** Supplied entries follows **

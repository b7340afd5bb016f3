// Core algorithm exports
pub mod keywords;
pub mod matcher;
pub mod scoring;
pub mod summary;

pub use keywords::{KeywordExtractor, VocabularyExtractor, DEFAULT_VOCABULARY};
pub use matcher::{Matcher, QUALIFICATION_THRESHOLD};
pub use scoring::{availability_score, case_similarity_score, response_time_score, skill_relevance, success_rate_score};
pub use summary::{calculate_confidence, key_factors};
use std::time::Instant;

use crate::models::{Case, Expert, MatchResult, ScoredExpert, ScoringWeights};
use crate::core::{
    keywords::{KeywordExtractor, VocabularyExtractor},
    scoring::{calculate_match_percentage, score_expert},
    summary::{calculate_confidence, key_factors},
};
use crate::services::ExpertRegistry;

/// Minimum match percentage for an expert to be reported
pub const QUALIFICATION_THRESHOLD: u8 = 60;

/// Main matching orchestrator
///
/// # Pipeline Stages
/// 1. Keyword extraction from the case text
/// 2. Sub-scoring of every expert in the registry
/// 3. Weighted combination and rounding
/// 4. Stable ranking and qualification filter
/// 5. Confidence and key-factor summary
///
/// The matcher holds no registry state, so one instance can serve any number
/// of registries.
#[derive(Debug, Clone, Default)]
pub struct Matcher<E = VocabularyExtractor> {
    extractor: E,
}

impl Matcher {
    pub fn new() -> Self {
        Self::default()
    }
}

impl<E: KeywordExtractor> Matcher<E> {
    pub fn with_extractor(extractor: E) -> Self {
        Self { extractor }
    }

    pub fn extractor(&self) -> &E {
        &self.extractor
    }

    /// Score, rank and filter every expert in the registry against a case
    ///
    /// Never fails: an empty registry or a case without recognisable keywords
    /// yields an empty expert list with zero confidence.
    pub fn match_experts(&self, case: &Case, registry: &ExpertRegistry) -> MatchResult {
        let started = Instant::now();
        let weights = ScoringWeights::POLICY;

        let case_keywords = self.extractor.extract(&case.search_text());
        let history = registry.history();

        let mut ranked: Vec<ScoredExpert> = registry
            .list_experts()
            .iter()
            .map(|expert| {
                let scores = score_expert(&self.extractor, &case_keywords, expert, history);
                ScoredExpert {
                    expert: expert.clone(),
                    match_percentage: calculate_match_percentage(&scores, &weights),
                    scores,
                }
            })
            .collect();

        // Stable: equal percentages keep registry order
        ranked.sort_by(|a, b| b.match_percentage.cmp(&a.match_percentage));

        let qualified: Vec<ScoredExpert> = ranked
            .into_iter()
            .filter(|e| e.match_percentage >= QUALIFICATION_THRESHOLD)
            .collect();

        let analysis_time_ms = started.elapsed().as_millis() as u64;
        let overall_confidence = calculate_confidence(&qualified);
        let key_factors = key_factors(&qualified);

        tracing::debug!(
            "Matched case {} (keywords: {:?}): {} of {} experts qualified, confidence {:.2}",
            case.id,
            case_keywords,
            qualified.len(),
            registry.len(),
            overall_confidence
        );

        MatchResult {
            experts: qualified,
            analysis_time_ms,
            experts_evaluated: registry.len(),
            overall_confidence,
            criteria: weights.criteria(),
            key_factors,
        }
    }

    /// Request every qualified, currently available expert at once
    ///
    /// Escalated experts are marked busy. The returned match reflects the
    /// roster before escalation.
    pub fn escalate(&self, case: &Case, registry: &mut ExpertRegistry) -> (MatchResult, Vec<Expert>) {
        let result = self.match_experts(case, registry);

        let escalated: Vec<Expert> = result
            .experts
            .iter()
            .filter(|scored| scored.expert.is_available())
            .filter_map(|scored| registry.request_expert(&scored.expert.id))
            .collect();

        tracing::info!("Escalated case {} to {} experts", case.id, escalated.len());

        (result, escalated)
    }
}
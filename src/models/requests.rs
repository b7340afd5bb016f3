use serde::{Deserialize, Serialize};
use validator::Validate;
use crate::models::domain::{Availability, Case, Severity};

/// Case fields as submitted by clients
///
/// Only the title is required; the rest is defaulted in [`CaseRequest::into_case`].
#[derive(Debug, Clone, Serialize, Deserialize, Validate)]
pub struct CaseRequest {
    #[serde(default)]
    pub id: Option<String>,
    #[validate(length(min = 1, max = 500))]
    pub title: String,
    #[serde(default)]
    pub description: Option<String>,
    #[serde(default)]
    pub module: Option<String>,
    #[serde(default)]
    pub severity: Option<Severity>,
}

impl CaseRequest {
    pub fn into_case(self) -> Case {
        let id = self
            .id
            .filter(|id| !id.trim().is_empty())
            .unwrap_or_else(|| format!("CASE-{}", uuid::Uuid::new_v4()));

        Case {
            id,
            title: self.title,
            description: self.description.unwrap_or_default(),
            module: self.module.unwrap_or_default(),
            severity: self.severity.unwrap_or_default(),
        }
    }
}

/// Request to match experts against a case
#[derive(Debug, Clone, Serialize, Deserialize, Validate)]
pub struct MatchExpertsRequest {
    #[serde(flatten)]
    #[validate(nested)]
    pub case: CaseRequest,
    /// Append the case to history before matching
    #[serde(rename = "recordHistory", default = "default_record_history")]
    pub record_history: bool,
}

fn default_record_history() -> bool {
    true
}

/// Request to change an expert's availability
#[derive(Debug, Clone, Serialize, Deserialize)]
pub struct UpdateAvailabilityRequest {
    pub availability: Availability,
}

** End of Supplied entries **
** Supplied entries follows **

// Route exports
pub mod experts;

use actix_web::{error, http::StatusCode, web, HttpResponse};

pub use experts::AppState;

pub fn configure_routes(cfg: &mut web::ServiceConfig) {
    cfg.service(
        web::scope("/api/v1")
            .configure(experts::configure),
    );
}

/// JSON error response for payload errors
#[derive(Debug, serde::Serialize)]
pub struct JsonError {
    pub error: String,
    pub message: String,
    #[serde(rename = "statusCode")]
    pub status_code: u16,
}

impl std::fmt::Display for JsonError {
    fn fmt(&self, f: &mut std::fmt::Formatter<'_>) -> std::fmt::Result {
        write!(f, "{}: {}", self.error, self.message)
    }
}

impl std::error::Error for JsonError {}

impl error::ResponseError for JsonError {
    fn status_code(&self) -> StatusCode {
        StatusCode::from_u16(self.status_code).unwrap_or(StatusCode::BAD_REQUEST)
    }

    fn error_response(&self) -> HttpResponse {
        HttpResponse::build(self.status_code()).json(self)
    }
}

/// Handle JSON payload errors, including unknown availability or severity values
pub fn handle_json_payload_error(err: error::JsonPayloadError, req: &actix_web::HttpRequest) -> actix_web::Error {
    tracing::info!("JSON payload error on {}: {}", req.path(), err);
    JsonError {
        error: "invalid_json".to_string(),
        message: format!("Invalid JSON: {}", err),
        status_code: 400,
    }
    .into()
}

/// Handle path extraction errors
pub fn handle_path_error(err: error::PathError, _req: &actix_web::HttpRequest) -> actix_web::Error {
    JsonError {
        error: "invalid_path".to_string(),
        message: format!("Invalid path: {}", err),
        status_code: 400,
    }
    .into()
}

** End of Supplied entries **

Work to be completed: If a line in the entries includes the word "summary", copy that line out.

Solution to the exercise:
pub mod summary;
pub use summary::{calculate_confidence, key_factors};
    summary::{calculate_confidence, key_factors},
/// 5. Confidence and key-factor summary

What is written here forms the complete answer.